[DIRECTIONS]: Look over the entries that follow and work out how many lines contain "towards". State the number only.

Start of DATA SECTION

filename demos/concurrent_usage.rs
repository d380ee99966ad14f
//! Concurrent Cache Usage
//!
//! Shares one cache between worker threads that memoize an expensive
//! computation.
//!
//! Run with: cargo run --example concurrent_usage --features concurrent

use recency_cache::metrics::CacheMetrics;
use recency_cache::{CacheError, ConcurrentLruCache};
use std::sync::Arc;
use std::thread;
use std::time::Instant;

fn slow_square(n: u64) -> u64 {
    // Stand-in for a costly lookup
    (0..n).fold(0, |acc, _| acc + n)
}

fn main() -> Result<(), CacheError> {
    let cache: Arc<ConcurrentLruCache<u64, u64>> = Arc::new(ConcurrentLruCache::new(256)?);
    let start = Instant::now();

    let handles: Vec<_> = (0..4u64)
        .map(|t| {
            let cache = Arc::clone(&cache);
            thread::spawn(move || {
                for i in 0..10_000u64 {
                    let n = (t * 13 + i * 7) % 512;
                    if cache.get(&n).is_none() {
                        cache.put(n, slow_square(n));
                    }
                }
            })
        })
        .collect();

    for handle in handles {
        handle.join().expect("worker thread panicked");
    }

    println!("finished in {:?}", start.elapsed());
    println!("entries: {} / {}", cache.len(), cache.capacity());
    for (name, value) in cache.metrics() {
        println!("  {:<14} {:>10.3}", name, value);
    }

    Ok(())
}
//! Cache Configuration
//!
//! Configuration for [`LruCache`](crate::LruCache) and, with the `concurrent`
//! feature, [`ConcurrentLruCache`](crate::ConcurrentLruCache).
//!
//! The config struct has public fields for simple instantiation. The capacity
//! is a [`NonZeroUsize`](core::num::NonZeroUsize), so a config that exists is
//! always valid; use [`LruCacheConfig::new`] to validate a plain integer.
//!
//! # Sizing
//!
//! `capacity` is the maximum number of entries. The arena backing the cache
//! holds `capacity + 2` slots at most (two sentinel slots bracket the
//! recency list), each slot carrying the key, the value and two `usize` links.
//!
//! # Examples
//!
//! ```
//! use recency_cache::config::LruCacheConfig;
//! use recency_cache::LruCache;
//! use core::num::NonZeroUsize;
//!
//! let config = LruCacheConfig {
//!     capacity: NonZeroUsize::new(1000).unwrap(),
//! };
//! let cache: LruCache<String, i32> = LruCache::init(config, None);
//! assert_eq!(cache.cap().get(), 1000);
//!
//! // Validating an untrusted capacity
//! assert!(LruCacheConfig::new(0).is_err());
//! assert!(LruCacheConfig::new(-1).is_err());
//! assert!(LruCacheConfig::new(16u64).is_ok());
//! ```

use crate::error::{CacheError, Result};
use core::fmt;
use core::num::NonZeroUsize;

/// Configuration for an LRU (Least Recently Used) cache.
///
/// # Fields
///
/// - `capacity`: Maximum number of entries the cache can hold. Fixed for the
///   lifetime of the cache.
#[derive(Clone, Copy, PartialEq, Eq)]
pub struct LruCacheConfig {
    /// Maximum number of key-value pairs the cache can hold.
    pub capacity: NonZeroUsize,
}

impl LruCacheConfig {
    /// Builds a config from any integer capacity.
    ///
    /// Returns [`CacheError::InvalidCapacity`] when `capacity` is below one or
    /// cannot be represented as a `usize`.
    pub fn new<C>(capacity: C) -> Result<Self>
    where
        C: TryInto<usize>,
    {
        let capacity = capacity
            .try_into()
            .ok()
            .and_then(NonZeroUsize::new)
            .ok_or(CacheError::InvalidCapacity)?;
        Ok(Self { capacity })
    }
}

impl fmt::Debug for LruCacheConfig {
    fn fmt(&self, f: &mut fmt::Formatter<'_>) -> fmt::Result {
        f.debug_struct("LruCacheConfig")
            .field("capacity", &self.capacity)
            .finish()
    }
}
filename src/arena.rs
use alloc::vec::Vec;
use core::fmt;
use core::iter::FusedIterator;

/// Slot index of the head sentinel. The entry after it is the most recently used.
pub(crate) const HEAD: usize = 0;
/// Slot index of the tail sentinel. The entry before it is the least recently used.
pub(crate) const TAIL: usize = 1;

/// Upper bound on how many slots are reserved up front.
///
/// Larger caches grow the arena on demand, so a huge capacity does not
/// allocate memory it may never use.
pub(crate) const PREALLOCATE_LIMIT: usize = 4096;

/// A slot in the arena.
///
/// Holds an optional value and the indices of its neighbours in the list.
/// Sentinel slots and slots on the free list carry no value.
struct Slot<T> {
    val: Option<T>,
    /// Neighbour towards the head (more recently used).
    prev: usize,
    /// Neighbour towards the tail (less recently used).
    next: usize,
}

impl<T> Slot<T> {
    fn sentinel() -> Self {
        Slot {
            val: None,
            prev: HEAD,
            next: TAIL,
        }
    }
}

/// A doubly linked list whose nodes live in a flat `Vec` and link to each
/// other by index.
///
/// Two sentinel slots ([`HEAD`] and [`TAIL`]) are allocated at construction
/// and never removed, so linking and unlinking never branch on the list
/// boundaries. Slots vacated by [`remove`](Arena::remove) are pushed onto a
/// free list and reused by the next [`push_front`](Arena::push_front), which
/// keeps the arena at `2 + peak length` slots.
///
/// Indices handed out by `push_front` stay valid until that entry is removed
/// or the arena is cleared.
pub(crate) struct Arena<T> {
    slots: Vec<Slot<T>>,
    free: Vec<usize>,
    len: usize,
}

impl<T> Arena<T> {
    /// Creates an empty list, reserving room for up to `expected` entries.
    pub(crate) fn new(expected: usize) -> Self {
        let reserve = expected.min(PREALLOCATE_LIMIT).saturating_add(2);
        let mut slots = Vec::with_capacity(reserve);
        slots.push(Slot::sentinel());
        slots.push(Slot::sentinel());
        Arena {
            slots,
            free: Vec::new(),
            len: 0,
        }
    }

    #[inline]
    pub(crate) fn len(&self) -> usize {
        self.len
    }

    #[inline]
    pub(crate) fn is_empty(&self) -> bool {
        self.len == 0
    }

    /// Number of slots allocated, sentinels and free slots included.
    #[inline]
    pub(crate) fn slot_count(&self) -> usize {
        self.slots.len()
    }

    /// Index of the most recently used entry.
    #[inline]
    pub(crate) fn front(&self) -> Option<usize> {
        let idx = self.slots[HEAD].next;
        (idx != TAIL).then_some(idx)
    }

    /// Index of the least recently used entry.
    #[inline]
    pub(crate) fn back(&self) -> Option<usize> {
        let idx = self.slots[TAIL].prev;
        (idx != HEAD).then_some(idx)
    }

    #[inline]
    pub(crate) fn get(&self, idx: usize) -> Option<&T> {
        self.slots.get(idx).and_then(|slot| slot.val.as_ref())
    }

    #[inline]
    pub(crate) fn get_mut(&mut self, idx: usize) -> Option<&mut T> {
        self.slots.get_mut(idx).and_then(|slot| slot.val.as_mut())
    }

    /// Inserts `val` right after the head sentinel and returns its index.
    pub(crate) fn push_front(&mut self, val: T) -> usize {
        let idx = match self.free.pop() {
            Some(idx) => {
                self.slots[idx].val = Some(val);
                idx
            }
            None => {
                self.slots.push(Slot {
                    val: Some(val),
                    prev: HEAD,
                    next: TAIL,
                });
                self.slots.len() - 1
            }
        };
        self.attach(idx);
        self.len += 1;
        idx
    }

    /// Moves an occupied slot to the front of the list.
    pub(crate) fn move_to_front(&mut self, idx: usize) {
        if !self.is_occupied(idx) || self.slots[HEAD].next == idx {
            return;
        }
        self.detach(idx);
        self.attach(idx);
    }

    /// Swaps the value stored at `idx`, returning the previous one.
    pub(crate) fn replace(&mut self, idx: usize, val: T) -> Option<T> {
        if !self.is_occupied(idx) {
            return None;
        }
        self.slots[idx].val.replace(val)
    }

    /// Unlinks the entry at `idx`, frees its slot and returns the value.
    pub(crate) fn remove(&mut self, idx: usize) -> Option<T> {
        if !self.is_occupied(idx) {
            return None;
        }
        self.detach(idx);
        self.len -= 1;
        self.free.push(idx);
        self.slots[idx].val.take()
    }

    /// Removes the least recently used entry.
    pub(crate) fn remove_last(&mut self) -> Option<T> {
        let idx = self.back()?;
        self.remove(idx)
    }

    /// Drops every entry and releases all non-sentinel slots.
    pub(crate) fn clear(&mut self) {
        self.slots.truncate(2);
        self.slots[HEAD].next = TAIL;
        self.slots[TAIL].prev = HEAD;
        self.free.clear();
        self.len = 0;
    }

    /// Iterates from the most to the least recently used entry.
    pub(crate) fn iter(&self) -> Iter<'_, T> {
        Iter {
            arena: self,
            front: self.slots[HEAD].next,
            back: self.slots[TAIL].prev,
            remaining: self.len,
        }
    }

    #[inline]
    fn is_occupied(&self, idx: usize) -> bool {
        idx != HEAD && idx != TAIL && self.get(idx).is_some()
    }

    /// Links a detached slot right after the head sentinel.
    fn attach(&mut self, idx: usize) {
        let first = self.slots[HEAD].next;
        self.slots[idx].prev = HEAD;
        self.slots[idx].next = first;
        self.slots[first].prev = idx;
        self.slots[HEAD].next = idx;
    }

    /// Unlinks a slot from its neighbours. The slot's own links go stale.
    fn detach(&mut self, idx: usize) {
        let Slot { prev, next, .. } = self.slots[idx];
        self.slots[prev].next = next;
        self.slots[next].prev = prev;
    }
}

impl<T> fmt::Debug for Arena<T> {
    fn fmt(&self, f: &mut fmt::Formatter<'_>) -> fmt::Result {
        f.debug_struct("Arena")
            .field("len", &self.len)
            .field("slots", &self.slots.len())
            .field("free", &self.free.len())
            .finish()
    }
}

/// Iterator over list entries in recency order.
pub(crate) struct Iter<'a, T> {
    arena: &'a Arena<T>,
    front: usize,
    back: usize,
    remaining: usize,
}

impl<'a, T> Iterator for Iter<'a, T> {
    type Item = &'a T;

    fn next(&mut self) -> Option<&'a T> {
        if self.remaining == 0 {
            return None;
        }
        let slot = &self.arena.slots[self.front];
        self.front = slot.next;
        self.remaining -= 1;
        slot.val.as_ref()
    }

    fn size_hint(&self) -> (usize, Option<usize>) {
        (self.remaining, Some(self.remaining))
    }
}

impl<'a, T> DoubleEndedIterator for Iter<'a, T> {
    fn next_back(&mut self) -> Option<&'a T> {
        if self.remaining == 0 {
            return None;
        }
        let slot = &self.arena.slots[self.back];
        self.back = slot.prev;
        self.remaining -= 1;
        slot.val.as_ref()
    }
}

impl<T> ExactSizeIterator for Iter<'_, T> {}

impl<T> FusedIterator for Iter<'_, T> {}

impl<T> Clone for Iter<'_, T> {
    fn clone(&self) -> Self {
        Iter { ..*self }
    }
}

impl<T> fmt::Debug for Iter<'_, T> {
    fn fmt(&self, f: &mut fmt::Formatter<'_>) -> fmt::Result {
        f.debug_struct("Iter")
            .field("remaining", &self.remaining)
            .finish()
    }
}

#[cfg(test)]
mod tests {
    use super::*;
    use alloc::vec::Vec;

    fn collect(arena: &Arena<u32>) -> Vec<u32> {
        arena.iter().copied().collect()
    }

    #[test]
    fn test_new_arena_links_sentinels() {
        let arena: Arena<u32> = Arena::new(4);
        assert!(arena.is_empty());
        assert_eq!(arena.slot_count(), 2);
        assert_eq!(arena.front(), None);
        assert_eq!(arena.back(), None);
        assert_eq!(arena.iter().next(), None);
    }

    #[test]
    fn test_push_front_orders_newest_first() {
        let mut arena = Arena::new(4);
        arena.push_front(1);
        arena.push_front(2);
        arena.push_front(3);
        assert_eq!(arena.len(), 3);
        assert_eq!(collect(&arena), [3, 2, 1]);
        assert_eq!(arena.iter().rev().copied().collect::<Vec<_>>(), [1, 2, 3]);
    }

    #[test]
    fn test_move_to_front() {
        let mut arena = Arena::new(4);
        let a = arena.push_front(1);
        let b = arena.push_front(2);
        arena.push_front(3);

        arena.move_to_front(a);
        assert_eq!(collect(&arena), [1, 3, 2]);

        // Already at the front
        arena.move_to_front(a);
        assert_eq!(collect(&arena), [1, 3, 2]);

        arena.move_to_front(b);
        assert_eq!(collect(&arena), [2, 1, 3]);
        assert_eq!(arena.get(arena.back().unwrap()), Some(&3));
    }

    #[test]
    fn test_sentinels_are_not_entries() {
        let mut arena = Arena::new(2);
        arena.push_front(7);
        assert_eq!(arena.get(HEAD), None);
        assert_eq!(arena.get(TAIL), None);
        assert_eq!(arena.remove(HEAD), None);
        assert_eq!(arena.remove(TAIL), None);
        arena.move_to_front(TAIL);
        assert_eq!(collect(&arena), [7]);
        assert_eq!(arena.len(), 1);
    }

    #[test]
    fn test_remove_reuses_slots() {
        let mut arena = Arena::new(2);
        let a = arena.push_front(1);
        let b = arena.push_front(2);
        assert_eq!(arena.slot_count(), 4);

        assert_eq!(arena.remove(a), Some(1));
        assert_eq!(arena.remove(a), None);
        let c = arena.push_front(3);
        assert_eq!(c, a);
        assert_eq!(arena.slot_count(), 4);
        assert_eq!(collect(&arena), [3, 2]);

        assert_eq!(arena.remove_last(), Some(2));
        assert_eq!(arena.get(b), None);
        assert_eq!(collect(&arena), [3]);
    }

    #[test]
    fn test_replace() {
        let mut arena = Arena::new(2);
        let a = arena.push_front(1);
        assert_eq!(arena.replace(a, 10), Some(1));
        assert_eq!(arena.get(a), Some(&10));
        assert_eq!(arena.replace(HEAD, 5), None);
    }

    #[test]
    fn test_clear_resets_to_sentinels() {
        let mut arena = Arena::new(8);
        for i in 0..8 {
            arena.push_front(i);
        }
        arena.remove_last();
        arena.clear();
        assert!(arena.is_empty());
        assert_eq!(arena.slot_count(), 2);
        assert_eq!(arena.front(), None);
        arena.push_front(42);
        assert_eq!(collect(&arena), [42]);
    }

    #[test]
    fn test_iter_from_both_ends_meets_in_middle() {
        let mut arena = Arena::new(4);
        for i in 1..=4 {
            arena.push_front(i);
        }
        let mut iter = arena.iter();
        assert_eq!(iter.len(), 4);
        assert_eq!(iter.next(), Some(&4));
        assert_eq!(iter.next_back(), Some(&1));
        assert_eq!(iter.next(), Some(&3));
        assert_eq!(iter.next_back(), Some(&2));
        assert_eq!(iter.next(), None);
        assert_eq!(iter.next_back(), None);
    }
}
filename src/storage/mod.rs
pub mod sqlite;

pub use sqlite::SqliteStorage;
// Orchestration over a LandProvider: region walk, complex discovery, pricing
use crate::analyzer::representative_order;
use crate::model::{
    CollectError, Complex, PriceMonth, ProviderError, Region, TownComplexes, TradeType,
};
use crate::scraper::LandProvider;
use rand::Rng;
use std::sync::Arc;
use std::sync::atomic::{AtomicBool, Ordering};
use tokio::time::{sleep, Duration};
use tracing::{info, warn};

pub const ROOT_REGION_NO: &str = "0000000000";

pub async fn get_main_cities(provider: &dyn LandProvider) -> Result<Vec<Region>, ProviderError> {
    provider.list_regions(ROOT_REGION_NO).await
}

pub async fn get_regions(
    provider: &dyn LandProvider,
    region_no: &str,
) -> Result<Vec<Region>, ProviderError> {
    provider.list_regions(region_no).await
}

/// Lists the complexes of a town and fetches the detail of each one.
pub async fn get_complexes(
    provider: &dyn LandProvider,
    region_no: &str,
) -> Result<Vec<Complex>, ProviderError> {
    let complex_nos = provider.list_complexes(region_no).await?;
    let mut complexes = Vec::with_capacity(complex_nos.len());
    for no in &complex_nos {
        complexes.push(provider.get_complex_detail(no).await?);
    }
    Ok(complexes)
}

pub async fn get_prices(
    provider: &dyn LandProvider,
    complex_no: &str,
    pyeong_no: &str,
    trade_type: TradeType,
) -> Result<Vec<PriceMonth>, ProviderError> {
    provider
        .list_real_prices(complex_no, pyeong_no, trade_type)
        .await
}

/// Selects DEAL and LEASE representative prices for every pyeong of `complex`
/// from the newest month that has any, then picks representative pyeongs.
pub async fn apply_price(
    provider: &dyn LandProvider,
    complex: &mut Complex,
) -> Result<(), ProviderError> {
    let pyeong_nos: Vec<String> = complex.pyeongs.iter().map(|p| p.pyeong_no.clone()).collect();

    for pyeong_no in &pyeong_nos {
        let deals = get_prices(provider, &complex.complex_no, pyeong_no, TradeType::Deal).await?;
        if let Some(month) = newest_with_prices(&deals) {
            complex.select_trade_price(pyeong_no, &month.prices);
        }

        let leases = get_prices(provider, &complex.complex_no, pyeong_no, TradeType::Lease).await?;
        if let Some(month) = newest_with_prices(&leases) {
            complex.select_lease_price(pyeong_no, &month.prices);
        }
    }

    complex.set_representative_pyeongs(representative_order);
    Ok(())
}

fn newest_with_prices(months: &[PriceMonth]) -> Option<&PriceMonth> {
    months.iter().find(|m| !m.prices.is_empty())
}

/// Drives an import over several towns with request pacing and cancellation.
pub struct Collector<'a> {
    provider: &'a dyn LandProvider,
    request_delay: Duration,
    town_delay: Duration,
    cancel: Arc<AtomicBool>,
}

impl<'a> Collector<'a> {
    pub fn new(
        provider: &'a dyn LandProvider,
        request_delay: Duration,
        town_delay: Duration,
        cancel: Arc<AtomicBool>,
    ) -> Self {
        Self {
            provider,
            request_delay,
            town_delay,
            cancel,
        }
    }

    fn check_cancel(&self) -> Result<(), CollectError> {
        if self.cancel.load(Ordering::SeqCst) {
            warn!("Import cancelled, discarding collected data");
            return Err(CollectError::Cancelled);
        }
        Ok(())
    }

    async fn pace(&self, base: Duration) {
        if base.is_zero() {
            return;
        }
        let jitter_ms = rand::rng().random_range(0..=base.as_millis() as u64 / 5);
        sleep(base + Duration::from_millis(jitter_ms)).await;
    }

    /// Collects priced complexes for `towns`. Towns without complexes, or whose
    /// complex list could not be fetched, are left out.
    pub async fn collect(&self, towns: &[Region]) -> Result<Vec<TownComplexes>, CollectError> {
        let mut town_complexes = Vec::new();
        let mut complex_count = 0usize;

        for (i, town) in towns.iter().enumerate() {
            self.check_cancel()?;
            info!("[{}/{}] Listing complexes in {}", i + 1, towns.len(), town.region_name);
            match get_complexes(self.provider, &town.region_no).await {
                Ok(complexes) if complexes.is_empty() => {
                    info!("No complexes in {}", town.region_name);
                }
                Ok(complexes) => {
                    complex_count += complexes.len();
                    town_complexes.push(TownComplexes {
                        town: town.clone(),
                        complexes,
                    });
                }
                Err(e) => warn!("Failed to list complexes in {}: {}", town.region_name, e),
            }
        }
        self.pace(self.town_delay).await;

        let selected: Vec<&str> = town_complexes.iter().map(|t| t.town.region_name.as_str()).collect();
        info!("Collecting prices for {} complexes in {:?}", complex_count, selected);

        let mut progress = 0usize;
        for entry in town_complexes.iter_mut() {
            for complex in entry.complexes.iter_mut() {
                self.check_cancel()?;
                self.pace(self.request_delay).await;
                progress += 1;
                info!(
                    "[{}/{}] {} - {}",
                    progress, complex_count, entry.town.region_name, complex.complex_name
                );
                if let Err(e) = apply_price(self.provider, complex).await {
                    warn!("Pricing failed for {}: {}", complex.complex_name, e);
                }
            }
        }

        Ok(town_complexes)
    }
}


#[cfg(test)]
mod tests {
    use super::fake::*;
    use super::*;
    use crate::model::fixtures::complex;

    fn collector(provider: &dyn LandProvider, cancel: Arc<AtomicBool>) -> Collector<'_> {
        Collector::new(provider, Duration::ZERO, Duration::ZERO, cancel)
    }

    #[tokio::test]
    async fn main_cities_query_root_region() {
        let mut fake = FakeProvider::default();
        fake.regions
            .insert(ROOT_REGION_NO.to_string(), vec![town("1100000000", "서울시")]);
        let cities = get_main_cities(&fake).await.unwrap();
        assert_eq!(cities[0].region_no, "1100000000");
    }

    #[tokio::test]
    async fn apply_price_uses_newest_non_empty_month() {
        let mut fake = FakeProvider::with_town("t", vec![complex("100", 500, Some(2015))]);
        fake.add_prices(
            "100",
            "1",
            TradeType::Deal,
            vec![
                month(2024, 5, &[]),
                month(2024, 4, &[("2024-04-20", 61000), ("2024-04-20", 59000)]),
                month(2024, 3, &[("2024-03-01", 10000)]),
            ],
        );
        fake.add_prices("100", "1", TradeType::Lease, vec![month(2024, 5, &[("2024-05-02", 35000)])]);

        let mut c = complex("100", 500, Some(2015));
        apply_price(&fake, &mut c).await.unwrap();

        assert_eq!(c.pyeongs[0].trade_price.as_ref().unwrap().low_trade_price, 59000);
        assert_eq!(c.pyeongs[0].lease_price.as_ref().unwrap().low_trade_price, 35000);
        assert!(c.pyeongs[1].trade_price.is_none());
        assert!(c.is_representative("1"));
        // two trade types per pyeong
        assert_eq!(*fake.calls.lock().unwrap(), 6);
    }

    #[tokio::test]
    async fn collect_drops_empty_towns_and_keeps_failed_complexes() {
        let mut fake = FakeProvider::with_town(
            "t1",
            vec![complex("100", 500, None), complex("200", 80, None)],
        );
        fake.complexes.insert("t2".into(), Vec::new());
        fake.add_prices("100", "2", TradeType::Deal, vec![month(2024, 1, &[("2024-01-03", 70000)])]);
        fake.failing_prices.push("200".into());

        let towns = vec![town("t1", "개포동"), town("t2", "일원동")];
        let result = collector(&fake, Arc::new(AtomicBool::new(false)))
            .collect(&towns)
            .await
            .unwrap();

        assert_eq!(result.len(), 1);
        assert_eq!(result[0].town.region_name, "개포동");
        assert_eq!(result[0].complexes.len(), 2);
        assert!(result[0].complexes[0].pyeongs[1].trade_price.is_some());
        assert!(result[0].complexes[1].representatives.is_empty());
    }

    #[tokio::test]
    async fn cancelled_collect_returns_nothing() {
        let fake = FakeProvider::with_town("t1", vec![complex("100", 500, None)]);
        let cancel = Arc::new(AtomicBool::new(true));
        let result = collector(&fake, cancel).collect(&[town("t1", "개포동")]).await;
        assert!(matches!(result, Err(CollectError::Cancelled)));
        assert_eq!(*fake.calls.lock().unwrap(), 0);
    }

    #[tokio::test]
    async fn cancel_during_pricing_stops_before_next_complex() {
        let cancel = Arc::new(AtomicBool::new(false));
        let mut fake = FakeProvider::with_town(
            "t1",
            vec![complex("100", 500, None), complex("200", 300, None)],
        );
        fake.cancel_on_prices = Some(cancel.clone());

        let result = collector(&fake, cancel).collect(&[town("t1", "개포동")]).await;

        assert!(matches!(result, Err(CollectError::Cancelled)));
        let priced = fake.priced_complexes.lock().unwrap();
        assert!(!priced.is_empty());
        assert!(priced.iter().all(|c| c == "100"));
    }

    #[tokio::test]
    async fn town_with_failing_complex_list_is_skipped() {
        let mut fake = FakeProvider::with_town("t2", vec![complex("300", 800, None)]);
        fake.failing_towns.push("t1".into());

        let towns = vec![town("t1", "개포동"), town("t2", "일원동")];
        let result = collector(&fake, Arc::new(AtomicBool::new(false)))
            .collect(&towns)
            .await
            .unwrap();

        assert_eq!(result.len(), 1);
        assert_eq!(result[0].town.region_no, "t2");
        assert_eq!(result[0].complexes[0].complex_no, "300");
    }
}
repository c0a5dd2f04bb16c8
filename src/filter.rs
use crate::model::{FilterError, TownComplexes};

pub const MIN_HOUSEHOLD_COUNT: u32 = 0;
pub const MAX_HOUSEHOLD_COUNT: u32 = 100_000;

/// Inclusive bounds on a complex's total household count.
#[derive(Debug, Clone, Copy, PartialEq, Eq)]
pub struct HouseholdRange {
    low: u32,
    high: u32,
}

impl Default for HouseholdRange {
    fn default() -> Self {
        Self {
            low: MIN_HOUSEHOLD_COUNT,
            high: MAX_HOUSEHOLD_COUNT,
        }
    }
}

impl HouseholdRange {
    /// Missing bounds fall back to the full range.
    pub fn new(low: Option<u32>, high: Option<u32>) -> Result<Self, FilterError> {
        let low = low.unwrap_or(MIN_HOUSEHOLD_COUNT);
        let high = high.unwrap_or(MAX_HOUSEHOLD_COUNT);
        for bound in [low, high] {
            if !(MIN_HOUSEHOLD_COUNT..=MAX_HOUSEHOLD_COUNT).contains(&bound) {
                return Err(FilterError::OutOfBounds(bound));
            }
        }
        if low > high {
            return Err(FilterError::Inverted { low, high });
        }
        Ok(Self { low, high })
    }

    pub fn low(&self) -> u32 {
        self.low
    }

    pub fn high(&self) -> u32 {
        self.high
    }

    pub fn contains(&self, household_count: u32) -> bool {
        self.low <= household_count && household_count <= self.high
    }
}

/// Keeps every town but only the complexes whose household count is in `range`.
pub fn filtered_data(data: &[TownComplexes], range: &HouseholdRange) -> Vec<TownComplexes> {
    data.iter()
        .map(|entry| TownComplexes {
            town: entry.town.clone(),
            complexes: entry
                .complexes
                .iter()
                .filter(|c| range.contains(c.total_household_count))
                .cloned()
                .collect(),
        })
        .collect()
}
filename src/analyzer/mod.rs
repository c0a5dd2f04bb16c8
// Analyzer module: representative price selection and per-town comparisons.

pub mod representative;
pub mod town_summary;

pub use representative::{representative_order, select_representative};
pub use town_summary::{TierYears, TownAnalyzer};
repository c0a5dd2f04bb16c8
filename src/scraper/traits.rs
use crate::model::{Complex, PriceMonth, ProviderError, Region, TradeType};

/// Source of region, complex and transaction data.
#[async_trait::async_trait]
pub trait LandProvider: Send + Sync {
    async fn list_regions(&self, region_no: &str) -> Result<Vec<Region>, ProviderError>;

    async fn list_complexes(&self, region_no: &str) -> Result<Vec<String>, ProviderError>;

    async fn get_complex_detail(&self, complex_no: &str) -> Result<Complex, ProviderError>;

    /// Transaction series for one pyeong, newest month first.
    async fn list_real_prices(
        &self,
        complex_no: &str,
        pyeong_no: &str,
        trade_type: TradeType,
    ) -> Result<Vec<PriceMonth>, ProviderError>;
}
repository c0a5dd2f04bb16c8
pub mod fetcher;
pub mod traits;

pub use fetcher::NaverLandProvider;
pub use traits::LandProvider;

End of DATA SECTION

[TASK SOLUTION]: 2